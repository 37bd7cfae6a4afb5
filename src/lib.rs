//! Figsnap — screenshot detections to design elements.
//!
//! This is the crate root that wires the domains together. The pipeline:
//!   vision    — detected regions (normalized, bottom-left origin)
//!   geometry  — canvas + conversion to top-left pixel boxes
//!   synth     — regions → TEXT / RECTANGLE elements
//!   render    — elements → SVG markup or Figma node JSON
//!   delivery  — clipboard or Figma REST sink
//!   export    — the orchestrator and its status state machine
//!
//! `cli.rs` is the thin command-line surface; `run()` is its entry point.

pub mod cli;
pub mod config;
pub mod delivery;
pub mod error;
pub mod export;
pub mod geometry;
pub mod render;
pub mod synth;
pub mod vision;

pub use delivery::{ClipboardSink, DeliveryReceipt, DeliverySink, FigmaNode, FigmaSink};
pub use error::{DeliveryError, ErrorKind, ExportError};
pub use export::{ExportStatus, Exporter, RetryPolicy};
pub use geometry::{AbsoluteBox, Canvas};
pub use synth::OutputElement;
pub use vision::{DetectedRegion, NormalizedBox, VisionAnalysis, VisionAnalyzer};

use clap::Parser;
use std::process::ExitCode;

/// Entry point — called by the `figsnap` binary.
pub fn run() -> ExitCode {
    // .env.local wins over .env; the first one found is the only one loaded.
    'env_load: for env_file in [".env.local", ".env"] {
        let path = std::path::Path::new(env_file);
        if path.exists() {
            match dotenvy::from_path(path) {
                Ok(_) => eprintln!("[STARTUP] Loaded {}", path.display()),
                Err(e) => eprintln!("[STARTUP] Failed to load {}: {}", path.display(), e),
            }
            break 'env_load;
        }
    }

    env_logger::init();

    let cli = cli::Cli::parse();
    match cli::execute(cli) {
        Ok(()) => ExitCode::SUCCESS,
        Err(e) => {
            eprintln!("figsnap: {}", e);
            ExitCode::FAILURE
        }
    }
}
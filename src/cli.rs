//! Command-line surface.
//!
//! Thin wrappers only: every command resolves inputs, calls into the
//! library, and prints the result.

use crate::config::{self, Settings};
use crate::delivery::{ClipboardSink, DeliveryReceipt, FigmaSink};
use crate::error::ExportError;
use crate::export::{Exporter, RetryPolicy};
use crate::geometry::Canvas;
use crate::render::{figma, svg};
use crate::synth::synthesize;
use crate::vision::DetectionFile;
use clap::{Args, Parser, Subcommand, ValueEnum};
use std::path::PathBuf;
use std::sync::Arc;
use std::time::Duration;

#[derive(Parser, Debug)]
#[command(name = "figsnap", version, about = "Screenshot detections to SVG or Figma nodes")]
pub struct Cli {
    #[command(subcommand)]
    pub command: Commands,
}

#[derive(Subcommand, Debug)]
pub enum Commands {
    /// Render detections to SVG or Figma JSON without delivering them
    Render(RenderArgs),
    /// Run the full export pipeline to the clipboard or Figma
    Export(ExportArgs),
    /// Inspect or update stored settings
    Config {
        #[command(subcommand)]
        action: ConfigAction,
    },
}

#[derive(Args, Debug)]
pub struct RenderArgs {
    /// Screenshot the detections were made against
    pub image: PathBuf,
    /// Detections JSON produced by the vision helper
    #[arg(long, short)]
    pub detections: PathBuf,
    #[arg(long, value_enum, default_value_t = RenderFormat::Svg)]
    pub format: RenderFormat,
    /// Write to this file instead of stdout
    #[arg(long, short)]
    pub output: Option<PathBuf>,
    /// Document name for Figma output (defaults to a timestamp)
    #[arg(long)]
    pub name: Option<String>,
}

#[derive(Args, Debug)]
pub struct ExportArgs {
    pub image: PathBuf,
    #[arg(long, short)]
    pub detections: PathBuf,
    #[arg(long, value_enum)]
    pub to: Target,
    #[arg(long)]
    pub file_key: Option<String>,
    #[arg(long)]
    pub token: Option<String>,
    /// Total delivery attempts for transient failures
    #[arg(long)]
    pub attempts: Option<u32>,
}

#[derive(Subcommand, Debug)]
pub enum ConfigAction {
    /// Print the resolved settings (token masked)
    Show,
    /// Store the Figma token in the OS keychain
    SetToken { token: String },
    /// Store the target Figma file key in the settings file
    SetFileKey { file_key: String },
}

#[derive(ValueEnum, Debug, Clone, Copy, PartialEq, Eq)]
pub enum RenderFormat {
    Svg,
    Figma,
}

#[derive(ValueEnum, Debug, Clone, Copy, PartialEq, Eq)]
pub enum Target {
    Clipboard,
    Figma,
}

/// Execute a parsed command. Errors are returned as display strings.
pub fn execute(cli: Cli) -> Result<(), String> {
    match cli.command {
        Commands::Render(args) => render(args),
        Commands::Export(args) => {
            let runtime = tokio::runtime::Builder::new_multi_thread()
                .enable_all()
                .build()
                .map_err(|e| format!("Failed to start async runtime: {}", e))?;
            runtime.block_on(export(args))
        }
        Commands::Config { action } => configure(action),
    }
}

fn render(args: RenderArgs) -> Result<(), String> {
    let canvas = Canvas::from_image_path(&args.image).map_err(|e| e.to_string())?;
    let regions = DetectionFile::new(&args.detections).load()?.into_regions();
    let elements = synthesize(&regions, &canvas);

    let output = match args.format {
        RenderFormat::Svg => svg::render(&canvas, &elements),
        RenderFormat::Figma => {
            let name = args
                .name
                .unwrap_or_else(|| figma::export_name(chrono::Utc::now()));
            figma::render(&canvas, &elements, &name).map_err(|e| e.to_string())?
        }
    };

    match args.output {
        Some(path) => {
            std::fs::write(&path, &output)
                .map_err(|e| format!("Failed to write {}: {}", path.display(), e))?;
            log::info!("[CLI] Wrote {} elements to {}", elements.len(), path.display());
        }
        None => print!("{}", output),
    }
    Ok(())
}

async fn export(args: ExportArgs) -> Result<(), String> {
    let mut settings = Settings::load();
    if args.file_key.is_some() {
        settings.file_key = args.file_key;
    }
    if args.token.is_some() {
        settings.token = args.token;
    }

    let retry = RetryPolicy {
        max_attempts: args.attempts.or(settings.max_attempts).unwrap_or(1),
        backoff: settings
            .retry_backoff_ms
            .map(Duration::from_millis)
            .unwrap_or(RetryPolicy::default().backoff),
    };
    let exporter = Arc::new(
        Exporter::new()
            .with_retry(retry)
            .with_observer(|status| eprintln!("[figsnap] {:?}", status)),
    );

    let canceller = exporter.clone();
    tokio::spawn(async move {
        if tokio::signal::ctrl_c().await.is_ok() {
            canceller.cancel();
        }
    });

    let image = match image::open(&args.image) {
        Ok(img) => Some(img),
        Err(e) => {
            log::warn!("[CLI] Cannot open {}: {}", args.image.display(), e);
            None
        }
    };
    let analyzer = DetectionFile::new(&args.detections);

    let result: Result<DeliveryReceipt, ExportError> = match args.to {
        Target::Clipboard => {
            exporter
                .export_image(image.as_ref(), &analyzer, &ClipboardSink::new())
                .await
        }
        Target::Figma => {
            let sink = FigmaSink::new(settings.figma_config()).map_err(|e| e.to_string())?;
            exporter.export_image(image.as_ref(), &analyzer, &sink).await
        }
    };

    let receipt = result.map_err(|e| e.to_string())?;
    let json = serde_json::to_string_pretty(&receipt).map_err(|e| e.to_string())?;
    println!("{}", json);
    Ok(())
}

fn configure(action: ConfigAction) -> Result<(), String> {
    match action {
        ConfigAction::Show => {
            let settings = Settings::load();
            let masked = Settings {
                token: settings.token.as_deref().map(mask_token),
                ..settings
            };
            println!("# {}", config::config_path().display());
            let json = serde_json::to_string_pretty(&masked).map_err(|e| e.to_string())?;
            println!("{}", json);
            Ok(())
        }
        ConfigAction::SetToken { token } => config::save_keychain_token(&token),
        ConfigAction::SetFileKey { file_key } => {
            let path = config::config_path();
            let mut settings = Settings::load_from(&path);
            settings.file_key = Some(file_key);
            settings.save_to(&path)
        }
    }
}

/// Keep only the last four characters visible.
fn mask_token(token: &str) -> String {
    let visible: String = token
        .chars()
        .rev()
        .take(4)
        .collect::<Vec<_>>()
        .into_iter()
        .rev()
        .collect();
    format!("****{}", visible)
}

◇ ◇ ◇ ◇ ◇

▸ **YOUR INSTRUCTIONS**
The lines from the one containing "fn mask_token(token: &str)" through the last line of the records are the answer; set them down exactly and add nothing.

▸ **SOLUTION BELOW**
fn mask_token(token: &str) -> String {
    let visible: String = token
        .chars()
        .rev()
        .take(4)
        .collect::<Vec<_>>()
        .into_iter()
        .rev()
        .collect();
    format!("****{}", visible)
}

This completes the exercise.